I feel the same when reading complicated pages full of numbers, yet I know three accountants quite well and they are all witty, well-read and, importantly, make lots of money. The study’s participants found that religion is boring and an uninteresting pursuit. Yes, long-winded sermons can be uninteresting. Celibate priests lecturing us on sex, abortions and LGBTQ are boring. So are televangelists who live in multi-million dollar mansions, drive a Maserati and tell us to give to the poor (while passing the offering plate). But watching TV is boring?
I watch a lot of TV, mostly news, sports and PBS. But millions of people watch those stupid sitcoms with their recorded laff-tracks, and I can’t. The worst are the award shows. “I want to thank etc. etc.” Yawn. Cleaning was listed as boring. No argument there. Over the centuries lots of people have enjoyed opera and golf. What do they know that I don’t know? I can’t understand the words in an opera and, unless Tiger Woods hits a hole-in-one, I suffer from terminal ennui.

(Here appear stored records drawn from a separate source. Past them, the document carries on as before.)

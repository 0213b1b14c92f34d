//! Mcp command - serve the perplexity_query tool on stdio.

use anyhow::Result;
use clap::Args;

use pplx_mcp::McpServer;

use super::{Context, build_transport};

/// Arguments for the mcp command.
#[derive(Args, Debug)]
pub struct McpArgs {
    /// Request timeout in seconds
    #[arg(long)]
    pub timeout: Option<u64>,
}

/// Run the MCP server until the client closes stdin.
pub async fn run(args: McpArgs, ctx: &Context) -> Result<()> {
    let loaded = ctx.load_config()?;
    let transport = build_transport(&loaded, args.timeout)?;

    let server = McpServer::new(transport).with_defaults(loaded.config.defaults.clone());
    server.run(tokio::io::stdin(), tokio::io::stdout()).await?;
    Ok(())
}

Is your job boring? Standing there all day on the pig rendering line wishing you had a more exciting and rewarding career like being a lighthouse keeper? Many Americans must feel that way and we are seeing a perfect example: Because of the pandemic, millions of workers left their jobs or are working at home and don’t want to go back to their old workplace.
There are several reasons: Don’t like commuting, particularly with $4-a-gallon gas. Living in a city that has become too expensive so they are moving to Pecos. (U.S. housing prices have risen by 30 percent since the pandemic began. Monthly rents are up 18 percent nationally.) COVID-19 is still leading to more than 4,000 hospitalizations per day in the U.S., and some workers feel the recent uptick in COVID cases could mean a new and dangerous wave.

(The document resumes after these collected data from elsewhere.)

//! Query command - one question, one answer.

use std::io::{self, IsTerminal, Read, Write};
use std::sync::{Arc, Mutex};
use std::time::Duration;

use anyhow::{Context as _, Result};
use clap::Args;
use console::{Style, Term};
use indicatif::{ProgressBar, ProgressStyle};

use pplx_config::QueryDefaults;
use pplx_core::{
    CompiledRequest, CompletionResponse, Dispatcher, IncrementalRenderer, ParameterSet, Sink,
    ValidationError, compile, format, validate,
};

use super::{Context, build_transport};

/// Arguments for the query command.
#[derive(Args, Debug)]
pub struct QueryArgs {
    /// The question to ask. Read from stdin when omitted or `-`
    pub prompt: Option<String>,

    /// Model name (sonar, sonar-pro, sonar-reasoning, sonar-deep-research, ...)
    #[arg(short, long)]
    pub model: Option<String>,

    /// System prompt
    #[arg(long)]
    pub system_prompt: Option<String>,

    // ── Sampling ────────────────────────────────────────────────────────
    /// Sampling temperature
    #[arg(long)]
    pub temperature: Option<f64>,

    /// Top-K sampling (0 disables)
    #[arg(long)]
    pub top_k: Option<u32>,

    /// Nucleus sampling
    #[arg(long)]
    pub top_p: Option<f64>,

    /// Frequency penalty
    #[arg(long)]
    pub frequency_penalty: Option<f64>,

    /// Presence penalty
    #[arg(long)]
    pub presence_penalty: Option<f64>,

    /// Maximum output tokens
    #[arg(long)]
    pub max_tokens: Option<u32>,

    // ── Search filters ──────────────────────────────────────────────────
    /// Restrict search to these domains (comma separated)
    #[arg(long, value_delimiter = ',')]
    pub search_domains: Vec<String>,

    /// Only use results from this period: hour, day, week, month, year
    #[arg(long)]
    pub search_recency: Option<String>,

    /// Latitude hint for localised search
    #[arg(long, allow_negative_numbers = true)]
    pub location_lat: Option<f64>,

    /// Longitude hint for localised search
    #[arg(long, allow_negative_numbers = true)]
    pub location_lon: Option<f64>,

    /// Country code hint, e.g. US
    #[arg(long)]
    pub location_country: Option<String>,

    /// Search corpus: web or academic
    #[arg(long)]
    pub search_mode: Option<String>,

    /// Search context size: low, medium or high
    #[arg(long)]
    pub search_context_size: Option<String>,

    /// Only results published after this date (MM/DD/YYYY)
    #[arg(long)]
    pub search_after_date: Option<String>,

    /// Only results published before this date (MM/DD/YYYY)
    #[arg(long)]
    pub search_before_date: Option<String>,

    /// Only results updated after this date (MM/DD/YYYY)
    #[arg(long)]
    pub last_updated_after: Option<String>,

    /// Only results updated before this date (MM/DD/YYYY)
    #[arg(long)]
    pub last_updated_before: Option<String>,

    // ── Response ────────────────────────────────────────────────────────
    /// Include images (disables the recency filter)
    #[arg(long)]
    pub return_images: bool,

    /// Include related questions
    #[arg(long)]
    pub return_related: bool,

    /// Stream the answer as it is generated
    #[arg(short, long)]
    pub stream: bool,

    /// Restrict images to these domains (comma separated)
    #[arg(long, value_delimiter = ',')]
    pub image_domains: Vec<String>,

    /// Restrict images to these formats (comma separated), e.g. png,jpg
    #[arg(long, value_delimiter = ',')]
    pub image_formats: Vec<String>,

    /// JSON schema the answer must follow (sonar models only)
    #[arg(long)]
    pub response_format_json_schema: Option<String>,

    /// Regex the answer must match (sonar models only)
    #[arg(long)]
    pub response_format_regex: Option<String>,

    /// Reasoning depth for deep-research models: low, medium or high
    #[arg(long)]
    pub reasoning_effort: Option<String>,

    /// Request timeout in seconds
    #[arg(long)]
    pub timeout: Option<u64>,
}

impl QueryArgs {
    /// The flags that were given, as an override layer over config defaults.
    ///
    /// Switches and lists left at their clap defaults do not override.
    pub fn overrides(&self) -> QueryDefaults {
        let list = |values: &Vec<String>| {
            let values: Vec<String> = values
                .iter()
                .map(|v| v.trim().to_string())
                .filter(|v| !v.is_empty())
                .collect();
            (!values.is_empty()).then_some(values)
        };

        QueryDefaults {
            model: self.model.clone(),
            system_prompt: self.system_prompt.clone(),
            temperature: self.temperature,
            top_k: self.top_k,
            top_p: self.top_p,
            frequency_penalty: self.frequency_penalty,
            presence_penalty: self.presence_penalty,
            max_tokens: self.max_tokens,
            search_domains: list(&self.search_domains),
            search_recency: self.search_recency.clone(),
            location_lat: self.location_lat,
            location_lon: self.location_lon,
            location_country: self.location_country.clone(),
            return_images: self.return_images.then_some(true),
            return_related: self.return_related.then_some(true),
            stream: self.stream.then_some(true),
            image_domains: list(&self.image_domains),
            image_formats: list(&self.image_formats),
            response_format_json_schema: self.response_format_json_schema.clone(),
            response_format_regex: self.response_format_regex.clone(),
            search_mode: self.search_mode.clone(),
            search_context_size: self.search_context_size.clone(),
            search_after_date: self.search_after_date.clone(),
            search_before_date: self.search_before_date.clone(),
            last_updated_after: self.last_updated_after.clone(),
            last_updated_before: self.last_updated_before.clone(),
            reasoning_effort: self.reasoning_effort.clone(),
        }
    }
}

/// Run the query command.
pub async fn run(args: QueryArgs, ctx: &Context) -> Result<()> {
    let prompt = read_prompt(args.prompt.as_deref())?;
    let loaded = ctx.load_config()?;
    let params = loaded
        .config
        .defaults
        .layered(args.overrides())
        .to_parameter_set(prompt);

    // Bad input fails here, before a client is built or the network touched
    let request = prepare(&params)?;

    let transport = build_transport(&loaded, args.timeout)?;
    let dispatcher = Dispatcher::new(transport);

    if ctx.verbose {
        let dim = Style::new().dim().for_stderr();
        eprintln!(
            "{}",
            dim.apply_to(format!(
                "Model: {} | {} directives | streaming: {}",
                params.model,
                request.directives.len(),
                params.stream
            ))
        );
    }

    if ctx.json_output {
        let response = dispatcher.dispatch(&request, params.stream).await?;
        let mut stdout = io::stdout().lock();
        writeln!(stdout, "{}", format(&response, Sink::Json))?;
        return Ok(());
    }

    if params.stream {
        let response = stream_to_stdout(&dispatcher, &request).await?;
        let mut stdout = io::stdout().lock();
        if !response.content().ends_with('\n') {
            writeln!(stdout)?;
        }
        write!(
            stdout,
            "{}",
            format(&response, Sink::Text { include_content: false })
        )?;
        stdout.flush()?;
        return Ok(());
    }

    let spinner = Term::stderr().is_term().then(|| spinner(&params.model));
    let outcome = dispatcher.dispatch(&request, false).await;
    if let Some(spinner) = spinner {
        spinner.finish_and_clear();
    }
    let response = outcome?;

    let mut stdout = io::stdout().lock();
    write!(
        stdout,
        "{}",
        format(&response, Sink::Text { include_content: true })
    )?;
    stdout.flush()?;
    Ok(())
}

/// Validate and compile the parameter set.
fn prepare(params: &ParameterSet) -> Result<CompiledRequest> {
    validate(params).map_err(pplx_core::Error::from)?;
    let request = compile(params).map_err(pplx_core::Error::from)?;
    Ok(request)
}

/// Resolve the prompt argument, reading stdin for `None` or `-`.
fn read_prompt(arg: Option<&str>) -> Result<String> {
    let prompt = match arg {
        Some(prompt) if prompt != "-" => prompt.to_string(),
        _ => {
            if io::stdin().is_terminal() {
                eprintln!("Reading question from stdin (end with Ctrl-D)...");
            }
            let mut buf = String::new();
            io::stdin()
                .read_to_string(&mut buf)
                .context("reading prompt from stdin")?;
            buf
        }
    };

    let prompt = prompt.trim();
    if prompt.is_empty() {
        return Err(pplx_core::Error::from(ValidationError::new(
            "user_prompt",
            "",
            "must not be empty",
        ))
        .into());
    }
    Ok(prompt.to_string())
}

/// Render a streaming answer to stdout as it grows.
async fn stream_to_stdout(
    dispatcher: &Dispatcher,
    request: &CompiledRequest,
) -> Result<CompletionResponse> {
    let write_error: Arc<Mutex<Option<io::Error>>> = Arc::new(Mutex::new(None));
    let observer_error = Arc::clone(&write_error);
    let mut renderer = IncrementalRenderer::new();

    let observer = move |response: &CompletionResponse| {
        let Ok(mut slot) = observer_error.lock() else {
            return;
        };
        if slot.is_some() {
            return;
        }
        let mut out = io::stdout().lock();
        if let Err(e) = renderer.write_suffix(response.content(), &mut out) {
            tracing::warn!(error = %e, "Failed to write streamed answer");
            *slot = Some(e);
        }
    };

    let response = dispatcher.dispatch_with_observer(request, observer).await?;

    let failed = write_error.lock().ok().and_then(|mut slot| slot.take());
    if let Some(e) = failed {
        return Err(anyhow::Error::new(e).context("writing answer to stdout"));
    }
    Ok(response)
}

fn spinner(model: &str) -> ProgressBar {
    let spinner = ProgressBar::new_spinner();
    spinner.set_style(
        ProgressStyle::with_template("{spinner:.cyan} {msg}")
            .unwrap_or_else(|_| ProgressStyle::default_spinner()),
    );
    spinner.set_message(format!("Asking {}...", model));
    spinner.enable_steady_tick(Duration::from_millis(100));
    spinner
}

In January, the number of people who quit voluntarily was 4.3 million, or 2.9 percent of the labor force. That’s down from a record high in November but still quite high and shows people feel confident about finding a better job – one that is not so boring. If you are considering not going back to the same old cookie-cutter cubicle at Toxic Toys, consider something more exciting and rewarding. Become a cop or go through a school’s library and burn any books that you find offensive. Volunteer to serve in the International Legion of Territorial Defense of Ukraine. (You can become an instant Ukrainian citizen.)
Or if you are looking for an exciting, fulfilling job, become a journalist. OK, today there are probably more unemployed journalists than employed, but apply anyway. It’s not boring. You get to hang around with politicians, drug dealers, global warming deniers and other undesirables. You receive hate mail, obscene phone calls and questions from people who ask, “Why doesn’t the press tell us about…” and then recites something they learned from the press. Back at my cocktail party, my bored banker asked, “What do you think about…?” “Do the Astros…?” “Is it true that….?” Maybe he should consider robbing banks.